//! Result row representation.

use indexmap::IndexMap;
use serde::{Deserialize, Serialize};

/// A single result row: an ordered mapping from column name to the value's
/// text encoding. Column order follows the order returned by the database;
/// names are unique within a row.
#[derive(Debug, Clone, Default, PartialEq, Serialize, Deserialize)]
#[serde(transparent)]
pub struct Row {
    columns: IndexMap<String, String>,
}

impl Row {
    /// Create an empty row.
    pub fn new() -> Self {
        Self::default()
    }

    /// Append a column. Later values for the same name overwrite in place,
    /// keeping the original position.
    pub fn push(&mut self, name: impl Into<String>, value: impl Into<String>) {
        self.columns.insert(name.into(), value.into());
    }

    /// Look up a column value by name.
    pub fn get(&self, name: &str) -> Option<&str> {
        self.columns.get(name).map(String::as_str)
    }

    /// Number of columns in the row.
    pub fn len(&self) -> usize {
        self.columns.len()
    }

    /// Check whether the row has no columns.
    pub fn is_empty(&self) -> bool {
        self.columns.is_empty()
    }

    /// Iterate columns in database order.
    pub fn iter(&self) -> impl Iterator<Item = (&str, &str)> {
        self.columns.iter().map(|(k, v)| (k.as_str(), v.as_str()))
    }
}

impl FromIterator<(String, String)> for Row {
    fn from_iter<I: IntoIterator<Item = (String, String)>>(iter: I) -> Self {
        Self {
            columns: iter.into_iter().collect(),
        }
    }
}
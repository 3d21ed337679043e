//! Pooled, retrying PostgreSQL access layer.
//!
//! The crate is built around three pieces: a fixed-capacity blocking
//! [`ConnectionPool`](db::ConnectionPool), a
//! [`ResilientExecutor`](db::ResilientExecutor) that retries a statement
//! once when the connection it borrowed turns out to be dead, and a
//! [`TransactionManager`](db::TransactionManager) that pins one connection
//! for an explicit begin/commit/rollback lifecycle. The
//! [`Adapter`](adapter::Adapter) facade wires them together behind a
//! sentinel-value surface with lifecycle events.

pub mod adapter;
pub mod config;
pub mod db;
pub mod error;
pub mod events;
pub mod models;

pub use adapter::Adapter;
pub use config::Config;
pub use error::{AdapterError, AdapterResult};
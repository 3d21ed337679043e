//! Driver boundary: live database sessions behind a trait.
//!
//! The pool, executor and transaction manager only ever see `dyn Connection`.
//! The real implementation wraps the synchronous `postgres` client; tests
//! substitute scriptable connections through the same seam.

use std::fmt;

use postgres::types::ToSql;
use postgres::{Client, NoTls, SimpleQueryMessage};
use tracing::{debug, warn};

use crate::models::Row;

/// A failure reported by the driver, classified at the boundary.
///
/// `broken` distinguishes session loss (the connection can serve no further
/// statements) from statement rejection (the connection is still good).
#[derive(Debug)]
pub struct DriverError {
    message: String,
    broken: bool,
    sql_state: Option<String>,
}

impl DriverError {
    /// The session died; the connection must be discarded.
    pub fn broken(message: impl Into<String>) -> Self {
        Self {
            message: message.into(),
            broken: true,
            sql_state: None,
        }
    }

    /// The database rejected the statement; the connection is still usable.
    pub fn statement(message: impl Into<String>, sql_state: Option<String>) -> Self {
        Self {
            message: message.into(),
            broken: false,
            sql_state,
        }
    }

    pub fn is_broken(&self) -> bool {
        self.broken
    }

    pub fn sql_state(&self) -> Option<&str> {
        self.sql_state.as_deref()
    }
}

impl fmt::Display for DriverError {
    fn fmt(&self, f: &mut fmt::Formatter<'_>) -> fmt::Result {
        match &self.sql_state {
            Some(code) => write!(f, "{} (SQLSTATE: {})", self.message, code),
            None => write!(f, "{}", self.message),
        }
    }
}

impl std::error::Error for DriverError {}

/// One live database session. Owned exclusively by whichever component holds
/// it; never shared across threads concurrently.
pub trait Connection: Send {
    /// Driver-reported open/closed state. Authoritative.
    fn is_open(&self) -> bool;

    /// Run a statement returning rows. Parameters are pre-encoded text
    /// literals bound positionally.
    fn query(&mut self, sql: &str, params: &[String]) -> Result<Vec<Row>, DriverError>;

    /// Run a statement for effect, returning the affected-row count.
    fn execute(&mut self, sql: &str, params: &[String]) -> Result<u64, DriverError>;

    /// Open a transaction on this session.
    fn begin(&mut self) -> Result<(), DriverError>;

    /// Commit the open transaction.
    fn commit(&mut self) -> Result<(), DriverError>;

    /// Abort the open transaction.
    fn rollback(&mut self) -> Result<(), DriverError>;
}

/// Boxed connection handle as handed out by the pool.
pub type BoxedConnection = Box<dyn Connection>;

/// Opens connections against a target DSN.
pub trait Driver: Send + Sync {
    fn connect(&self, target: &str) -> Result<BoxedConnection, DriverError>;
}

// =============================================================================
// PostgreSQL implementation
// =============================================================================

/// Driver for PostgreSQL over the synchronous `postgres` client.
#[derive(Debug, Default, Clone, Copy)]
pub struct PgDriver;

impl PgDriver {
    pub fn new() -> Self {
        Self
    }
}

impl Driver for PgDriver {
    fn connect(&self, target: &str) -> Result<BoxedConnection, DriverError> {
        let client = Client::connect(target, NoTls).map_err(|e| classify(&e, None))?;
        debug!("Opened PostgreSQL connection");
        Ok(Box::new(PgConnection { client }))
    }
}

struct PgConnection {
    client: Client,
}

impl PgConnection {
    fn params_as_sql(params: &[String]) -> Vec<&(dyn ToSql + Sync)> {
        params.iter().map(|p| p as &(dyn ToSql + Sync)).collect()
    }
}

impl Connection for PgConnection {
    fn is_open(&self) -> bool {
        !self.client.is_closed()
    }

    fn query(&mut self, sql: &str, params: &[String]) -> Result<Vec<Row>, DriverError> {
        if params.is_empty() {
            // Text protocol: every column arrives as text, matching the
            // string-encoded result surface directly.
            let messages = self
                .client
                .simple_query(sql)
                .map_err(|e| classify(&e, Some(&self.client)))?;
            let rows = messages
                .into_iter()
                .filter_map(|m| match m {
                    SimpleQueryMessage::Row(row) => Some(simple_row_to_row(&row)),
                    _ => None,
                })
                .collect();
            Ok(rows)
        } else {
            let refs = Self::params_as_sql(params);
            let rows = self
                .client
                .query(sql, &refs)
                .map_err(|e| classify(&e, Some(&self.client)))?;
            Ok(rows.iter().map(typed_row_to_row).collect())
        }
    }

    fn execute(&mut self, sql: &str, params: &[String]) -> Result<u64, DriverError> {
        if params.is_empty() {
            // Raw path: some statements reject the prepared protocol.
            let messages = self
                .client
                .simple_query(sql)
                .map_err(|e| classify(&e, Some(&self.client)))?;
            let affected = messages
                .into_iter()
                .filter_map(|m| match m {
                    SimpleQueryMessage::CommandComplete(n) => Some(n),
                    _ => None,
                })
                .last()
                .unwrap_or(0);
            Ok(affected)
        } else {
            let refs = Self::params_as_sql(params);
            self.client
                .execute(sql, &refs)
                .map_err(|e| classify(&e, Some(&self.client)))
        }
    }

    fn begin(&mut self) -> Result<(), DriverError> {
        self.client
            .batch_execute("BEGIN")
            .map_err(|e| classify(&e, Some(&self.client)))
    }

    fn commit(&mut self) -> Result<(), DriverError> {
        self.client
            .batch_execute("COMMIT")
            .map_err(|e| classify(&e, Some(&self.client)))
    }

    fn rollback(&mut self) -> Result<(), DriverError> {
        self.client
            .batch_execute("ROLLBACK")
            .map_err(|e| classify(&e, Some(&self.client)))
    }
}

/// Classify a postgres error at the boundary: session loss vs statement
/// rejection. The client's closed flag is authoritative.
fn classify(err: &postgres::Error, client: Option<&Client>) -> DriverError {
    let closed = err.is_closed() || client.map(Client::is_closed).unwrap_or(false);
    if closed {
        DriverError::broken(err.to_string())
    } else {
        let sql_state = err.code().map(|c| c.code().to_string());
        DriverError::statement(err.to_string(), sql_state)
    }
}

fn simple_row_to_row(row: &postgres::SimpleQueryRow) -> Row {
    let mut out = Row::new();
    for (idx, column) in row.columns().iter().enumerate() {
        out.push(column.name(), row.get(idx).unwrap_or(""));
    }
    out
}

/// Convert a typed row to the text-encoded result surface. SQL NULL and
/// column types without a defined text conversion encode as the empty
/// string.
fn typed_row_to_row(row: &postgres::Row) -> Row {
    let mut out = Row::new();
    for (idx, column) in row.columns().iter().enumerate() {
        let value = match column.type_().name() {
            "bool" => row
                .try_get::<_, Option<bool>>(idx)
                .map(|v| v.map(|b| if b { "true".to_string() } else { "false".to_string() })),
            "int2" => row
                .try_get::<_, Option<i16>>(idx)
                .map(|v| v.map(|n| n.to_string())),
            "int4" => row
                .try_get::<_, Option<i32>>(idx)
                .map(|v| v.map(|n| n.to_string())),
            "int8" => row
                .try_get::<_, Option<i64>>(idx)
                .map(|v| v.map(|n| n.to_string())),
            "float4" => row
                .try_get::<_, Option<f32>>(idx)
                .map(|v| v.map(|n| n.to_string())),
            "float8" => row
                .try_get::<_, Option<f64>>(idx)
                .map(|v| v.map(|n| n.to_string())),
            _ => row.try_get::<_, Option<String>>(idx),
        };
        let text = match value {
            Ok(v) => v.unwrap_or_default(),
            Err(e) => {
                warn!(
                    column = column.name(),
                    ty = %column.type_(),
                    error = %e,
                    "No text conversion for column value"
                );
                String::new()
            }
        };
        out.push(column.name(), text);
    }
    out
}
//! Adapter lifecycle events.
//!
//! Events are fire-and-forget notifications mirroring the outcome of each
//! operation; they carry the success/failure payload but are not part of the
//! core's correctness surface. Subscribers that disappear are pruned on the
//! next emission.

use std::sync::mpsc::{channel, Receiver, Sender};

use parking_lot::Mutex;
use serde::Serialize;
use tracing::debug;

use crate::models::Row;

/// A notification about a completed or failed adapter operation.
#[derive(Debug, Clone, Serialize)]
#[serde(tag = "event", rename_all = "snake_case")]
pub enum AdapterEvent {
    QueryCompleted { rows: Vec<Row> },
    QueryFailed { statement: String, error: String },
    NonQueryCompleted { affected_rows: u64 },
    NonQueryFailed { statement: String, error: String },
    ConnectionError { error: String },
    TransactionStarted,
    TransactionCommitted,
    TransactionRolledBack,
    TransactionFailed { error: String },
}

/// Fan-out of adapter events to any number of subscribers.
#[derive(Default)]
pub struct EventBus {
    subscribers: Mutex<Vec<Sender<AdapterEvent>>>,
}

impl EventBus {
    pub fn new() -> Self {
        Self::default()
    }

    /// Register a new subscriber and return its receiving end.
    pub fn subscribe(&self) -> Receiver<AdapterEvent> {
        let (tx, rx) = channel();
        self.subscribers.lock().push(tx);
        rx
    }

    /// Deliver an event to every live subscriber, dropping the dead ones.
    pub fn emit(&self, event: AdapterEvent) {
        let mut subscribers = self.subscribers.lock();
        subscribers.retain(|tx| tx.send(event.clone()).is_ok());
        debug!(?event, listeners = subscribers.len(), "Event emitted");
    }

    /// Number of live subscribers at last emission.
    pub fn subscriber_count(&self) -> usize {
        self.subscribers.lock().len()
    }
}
= = = = = = =
EXERCISE OBJECTIVE -> Exactly as they appear, retype the lines from the start of the records through the line containing "pub fn get(&self, name: &str)".

COMPLETED TASK ->
//! Result row representation.

use indexmap::IndexMap;
use serde::{Deserialize, Serialize};

/// A single result row: an ordered mapping from column name to the value's
/// text encoding. Column order follows the order returned by the database;
/// names are unique within a row.
#[derive(Debug, Clone, Default, PartialEq, Serialize, Deserialize)]
#[serde(transparent)]
pub struct Row {
    columns: IndexMap<String, String>,
}

impl Row {
    /// Create an empty row.
    pub fn new() -> Self {
        Self::default()
    }

    /// Append a column. Later values for the same name overwrite in place,
    /// keeping the original position.
    pub fn push(&mut self, name: impl Into<String>, value: impl Into<String>) {
        self.columns.insert(name.into(), value.into());
    }

    /// Look up a column value by name.
    pub fn get(&self, name: &str) -> Option<&str> {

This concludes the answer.